I readily acquiesced, didn’t so much as offer the semblance of resistance. The end of a long crush? Would I, after all, spend my life pampering her? It was New Year’s Eve, and we were slow dancing at Karin Daly’s seventeenth-birthday party. Two days previously, the FDA had given its stamp of approval to a drug named Prozac. Annette and I were the last two wallflowers, and only danced at Karin’s insistence. Nobody was sitting this one out. That song. We began by holding each other at the elbows, then biceps, triceps, and shoulders, until finally we became interlocked about the neck. Someone later commented that we resembled a reverse full nelson.

There’s a place where we belong, it’s gonna be all right.

For one fragile, fleeting moment, I actually believed it would be.

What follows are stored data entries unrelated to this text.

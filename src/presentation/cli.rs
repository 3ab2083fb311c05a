use crate::domain::models::MacAddress;
use clap::{Parser, Subcommand};
use std::path::PathBuf;

/// Command line of the `wed-fleet` tool.
#[derive(Debug, Parser)]
#[command(name = "wed-fleet", about = "Manage a fleet of WED wearable sensors", version)]
pub struct Cli {
    /// Talk to in-memory simulated devices instead of the radio
    #[arg(long, global = true)]
    pub simulate: bool,

    /// Debug-level console logging
    #[arg(short, long, global = true)]
    pub verbose: bool,

    #[command(subcommand)]
    pub command: Commands,
}

#[derive(Debug, Subcommand)]
pub enum Commands {
    /// Scan for nearby devices
    List {
        /// Scan window in seconds
        #[arg(long, default_value_t = 5)]
        duration: u64,
    },
    /// Flash a device's LED
    Blink {
        #[arg(long)]
        device: MacAddress,
    },
    /// Download the stored logs of one or more devices
    Download {
        #[arg(long = "device", required = true, num_args = 1..)]
        devices: Vec<MacAddress>,
        /// Request uncompressed records
        #[arg(long)]
        raw: bool,
        /// Output file prefix
        #[arg(long = "file", default_value = "./WED_data")]
        file_prefix: PathBuf,
        /// Also write logs to this directory
        #[arg(long = "log")]
        log_dir: Option<PathBuf>,
        /// Skip devices holding fewer logs than this
        #[arg(long, default_value_t = 1)]
        min_logs: u32,
    },
    /// Print battery, log count and mode of devices
    Status {
        #[arg(long = "device", required = true, num_args = 1..)]
        devices: Vec<MacAddress>,
    },
    /// Keep downloading from every device in a fleet config
    Start {
        #[arg(long)]
        config: PathBuf,
    },
    /// Summarize a downloaded log file
    Inspect {
        #[arg(long)]
        file: PathBuf,
    },
}

impl Commands {
    /// Devices named on the command line
    pub fn devices(&self) -> Vec<MacAddress> {
        match self {
            Commands::Blink { device } => vec![*device],
            Commands::Download { devices, .. } | Commands::Status { devices } => devices.clone(),
            Commands::List { .. } | Commands::Start { .. } | Commands::Inspect { .. } => {
                Vec::new()
            }
        }
    }
}
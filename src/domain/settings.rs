use crate::domain::models::{Command, MacAddress};
use crate::domain::scheduler::SchedulerConfig;
use crate::domain::session::{SessionOptions, SessionTimings};
use crate::infrastructure::bluetooth::protocol::DeviceType;
use serde::{Deserialize, Serialize};
use std::fs;
use std::path::{Path, PathBuf};
use std::time::Duration;
use thiserror::Error;

const APP_DIR: &str = "wed_fleet";

#[derive(Debug, Clone, Serialize, Deserialize)]
pub struct LogSettings {
    #[serde(default = "default_level")]
    pub level: String, // "trace", "debug", "info", "warn", "error"
    #[serde(default = "default_false")]
    pub file_logging_enabled: bool,
    #[serde(default = "default_true")]
    pub console_logging_enabled: bool,
    #[serde(default = "default_log_dir")]
    pub log_dir: PathBuf,
    #[serde(default = "default_prefix")]
    pub file_name_prefix: String,
    #[serde(default = "default_false")]
    pub show_file_line: bool,
    #[serde(default = "default_false")]
    pub show_thread_ids: bool,
    #[serde(default = "default_true")]
    pub show_target: bool,
    #[serde(default = "default_true")]
    pub ansi_colors: bool,
    #[serde(default = "default_rotation")]
    pub rotation: String, // "daily", "hourly", "minutely", "never"
}

impl Default for LogSettings {
    fn default() -> Self {
        Self {
            level: default_level(),
            file_logging_enabled: default_false(),
            console_logging_enabled: default_true(),
            log_dir: default_log_dir(),
            file_name_prefix: default_prefix(),
            show_file_line: default_false(),
            show_thread_ids: default_false(),
            show_target: default_true(),
            ansi_colors: default_true(),
            rotation: default_rotation(),
        }
    }
}

impl LogSettings {
    /// Route log files to `dir`, turning the file layer on
    pub fn with_log_dir(mut self, dir: impl Into<PathBuf>) -> Self {
        self.log_dir = dir.into();
        self.file_logging_enabled = true;
        self
    }
}

fn default_level() -> String {
    "info".to_string()
}
fn default_true() -> bool {
    true
}
fn default_false() -> bool {
    false
}
fn default_log_dir() -> PathBuf {
    PathBuf::from("logs")
}
fn default_prefix() -> String {
    APP_DIR.to_string()
}
fn default_rotation() -> String {
    "daily".to_string()
}

#[derive(Debug, Error)]
pub enum ConfigError {
    #[error("failed to read config file {}: {source}", path.display())]
    Io {
        path: PathBuf,
        source: std::io::Error,
    },

    #[error("invalid config: {0}")]
    Parse(#[from] serde_json::Error),

    #[error("config lists no devices")]
    NoDevices,

    #[error("invalid config value for '{field}': {reason}")]
    Invalid { field: &'static str, reason: String },
}

/// Fleet configuration for the `start` command.
#[derive(Debug, Clone, Serialize, Deserialize)]
pub struct FleetConfig {
    pub devices: Vec<MacAddress>,
    #[serde(default)]
    pub battery_warning: Option<u8>,
    /// Enables file logging into this directory
    #[serde(default)]
    pub log_dir: Option<PathBuf>,
    #[serde(default = "default_data_dir")]
    pub data_dir: PathBuf,
    #[serde(default = "default_max_concurrency")]
    pub max_concurrency: usize,
    #[serde(default)]
    pub raw: bool,
    #[serde(default = "default_min_logs")]
    pub min_logs: u32,

    #[serde(default)]
    pub device_type: DeviceType,
    #[serde(default = "default_watchdog_secs")]
    pub watchdog_secs: u64,
    #[serde(default = "default_drain_secs")]
    pub drain_secs: u64,
    #[serde(default = "default_radio_timeout_secs")]
    pub radio_timeout_secs: u64,
    /// Seconds to hold back a device whose checkpoint did not move; 0 retries at once
    #[serde(default)]
    pub backoff_secs: u64,
    #[serde(default)]
    pub revisit_secs: u64,
    #[serde(default = "default_shutdown_grace_secs")]
    pub shutdown_grace_secs: u64,
    #[serde(default)]
    pub max_rounds: Option<usize>,
    #[serde(default)]
    pub checkpoint_file: Option<PathBuf>,

    #[serde(default)]
    pub log_settings: LogSettings,
}

fn default_data_dir() -> PathBuf {
    dirs::data_local_dir()
        .map(|dir| dir.join(APP_DIR).join("data"))
        .unwrap_or_else(|| PathBuf::from("."))
}
fn default_max_concurrency() -> usize {
    1
}
fn default_min_logs() -> u32 {
    1
}
fn default_watchdog_secs() -> u64 {
    30
}
fn default_drain_secs() -> u64 {
    2
}
fn default_radio_timeout_secs() -> u64 {
    10
}
fn default_shutdown_grace_secs() -> u64 {
    5
}

impl FleetConfig {
    pub fn load(path: impl AsRef<Path>) -> Result<Self, ConfigError> {
        let path = path.as_ref();
        let contents = fs::read_to_string(path).map_err(|source| ConfigError::Io {
            path: path.to_path_buf(),
            source,
        })?;
        Self::parse(&contents)
    }

    /// Parse and validate a JSON document; bad MACs fail here
    pub fn parse(json: &str) -> Result<Self, ConfigError> {
        let config: FleetConfig = serde_json::from_str(json)?;
        config.validate()?;
        Ok(config)
    }

    pub fn validate(&self) -> Result<(), ConfigError> {
        if self.devices.is_empty() {
            return Err(ConfigError::NoDevices);
        }
        if self.max_concurrency == 0 {
            return Err(ConfigError::Invalid {
                field: "max_concurrency",
                reason: "must be at least 1".into(),
            });
        }
        if let Some(level) = self.battery_warning {
            if level > 100 {
                return Err(ConfigError::Invalid {
                    field: "battery_warning",
                    reason: format!("{}% is not a battery level", level),
                });
            }
        }
        if self.watchdog_secs == 0 {
            return Err(ConfigError::Invalid {
                field: "watchdog_secs",
                reason: "must be at least 1".into(),
            });
        }
        if self.radio_timeout_secs == 0 {
            return Err(ConfigError::Invalid {
                field: "radio_timeout_secs",
                reason: "must be at least 1".into(),
            });
        }
        Ok(())
    }

    pub fn session_options(&self) -> SessionOptions {
        SessionOptions {
            raw: self.raw,
            min_logs: self.min_logs,
            file_prefix: self.data_dir.join("WED_data"),
            battery_warning: self.battery_warning,
            timings: SessionTimings {
                watchdog: Duration::from_secs(self.watchdog_secs),
                drain_grace: Duration::from_secs(self.drain_secs),
            },
            ..SessionOptions::new(Command::Download)
        }
    }

    pub fn scheduler_config(&self) -> SchedulerConfig {
        SchedulerConfig {
            max_concurrency: self.max_concurrency,
            backoff_base: Duration::from_secs(self.backoff_secs),
            revisit: Duration::from_secs(self.revisit_secs),
            shutdown_grace: Duration::from_secs(self.shutdown_grace_secs),
            max_rounds: self.max_rounds,
        }
    }

    pub fn radio_timeout(&self) -> Duration {
        Duration::from_secs(self.radio_timeout_secs)
    }

    pub fn checkpoint_path(&self) -> PathBuf {
        self.checkpoint_file
            .clone()
            .unwrap_or_else(|| self.data_dir.join("checkpoints.json"))
    }

    /// Logging settings with the top-level `log_dir` applied
    pub fn effective_log_settings(&self) -> LogSettings {
        match &self.log_dir {
            Some(dir) => self.log_settings.clone().with_log_dir(dir),
            None => self.log_settings.clone(),
        }
    }
}
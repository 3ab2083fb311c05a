//! WED fleet manager.
//!
//! Connects to WED wearable sensors over BLE, reads their status, flashes
//! their LED and downloads their stored logs, either on demand or by
//! continuously cycling through a configured fleet.
//!
//! - [`domain`] - device sessions, download accounting, checkpoints, scheduling
//! - [`infrastructure`] - radio backends, the WED log codec, logging setup
//! - [`presentation`] - command line and console output

pub mod domain;
pub mod infrastructure;
pub mod presentation;
use crate::domain::settings::LogSettings;
use anyhow::Context;
use tracing_appender::non_blocking::WorkerGuard;
use tracing_appender::rolling::{RollingFileAppender, Rotation};
use tracing_subscriber::{fmt, prelude::*, EnvFilter};

/// Keeps the non-blocking file writer alive; logs are flushed on drop
pub struct LoggingGuard {
    _guards: Vec<WorkerGuard>,
}

fn rotation(name: &str) -> Rotation {
    match name.to_lowercase().as_str() {
        "hourly" => Rotation::HOURLY,
        "minutely" => Rotation::MINUTELY,
        "never" => Rotation::NEVER,
        _ => Rotation::DAILY,
    }
}

/// `RUST_LOG` wins over the configured level
fn level_filter(level: &str) -> EnvFilter {
    EnvFilter::try_from_default_env()
        .or_else(|_| EnvFilter::try_new(level))
        .unwrap_or_else(|_| EnvFilter::new("info"))
}

pub fn init_logger(settings: &LogSettings) -> anyhow::Result<LoggingGuard> {
    let mut guards = Vec::new();

    let console_layer = settings.console_logging_enabled.then(|| {
        fmt::layer()
            .with_writer(std::io::stderr)
            .with_file(settings.show_file_line)
            .with_line_number(settings.show_file_line)
            .with_thread_ids(settings.show_thread_ids)
            .with_target(settings.show_target)
            .with_ansi(settings.ansi_colors)
    });

    let file_layer = if settings.file_logging_enabled {
        std::fs::create_dir_all(&settings.log_dir).with_context(|| {
            format!("Failed to create log directory {}", settings.log_dir.display())
        })?;
        let appender = RollingFileAppender::new(
            rotation(&settings.rotation),
            &settings.log_dir,
            &settings.file_name_prefix,
        );
        let (non_blocking, guard) = tracing_appender::non_blocking(appender);
        guards.push(guard);
        Some(
            fmt::layer()
                .with_writer(non_blocking)
                .with_ansi(false)
                .with_file(settings.show_file_line)
                .with_line_number(settings.show_file_line)
                .with_thread_ids(settings.show_thread_ids)
                .with_target(settings.show_target),
        )
    } else {
        None
    };

    tracing_subscriber::registry()
        .with(level_filter(&settings.level))
        .with(console_layer)
        .with(file_layer)
        .try_init()
        .context("Failed to install tracing subscriber")?;

    if settings.file_logging_enabled {
        tracing::info!("Logging to {}", settings.log_dir.display());
    }

    Ok(LoggingGuard { _guards: guards })
}

#[cfg(test)]
mod tests {
    use super::*;

    #[test]
    fn test_rotation_names() {
        assert_eq!(rotation("Hourly"), Rotation::HOURLY);
        assert_eq!(rotation("never"), Rotation::NEVER);
        assert_eq!(rotation("weekly"), Rotation::DAILY);
    }
}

As we danced, Annette whispered to me that she was a direct descendant of the earl of Fitzgerald, the once (but probably not future) king of Ireland. As she nuzzled my ear, I let slip that I was the only surviving heir of that great warrior, Conn of the One Hundred Battles. It seemed a heavenly, if somewhat tribal, match. Seemed. No such luck. About two minutes after the kiss, her father arrived to take her home, and on January 2, the bastard emigrated the whole family to Van Diemen’s Land…. Grinch. Nineteen eighty-eight was not getting off to a good start. I was never again to witness Annette at such close proximity. With a continent and two oceans separating us, it was unlikely that we would ever be an item. Damn you, road to Oz.

I just never managed to give up.

Spring came, and with it much change. Annette came back! At least, that is, to the shelves. Pampers had a new head of marketing whose first random act of kindness was to revert to the packaging of old.

And there she is to this day, a classic on the bottom shelf, beside the Johnson & Johnson shampoo, below an array of new Italian-pasta baby food…. Sometimes I have to stop and smile. Last week a staff member asked me if I needed assistance. Mostly I just hurry by.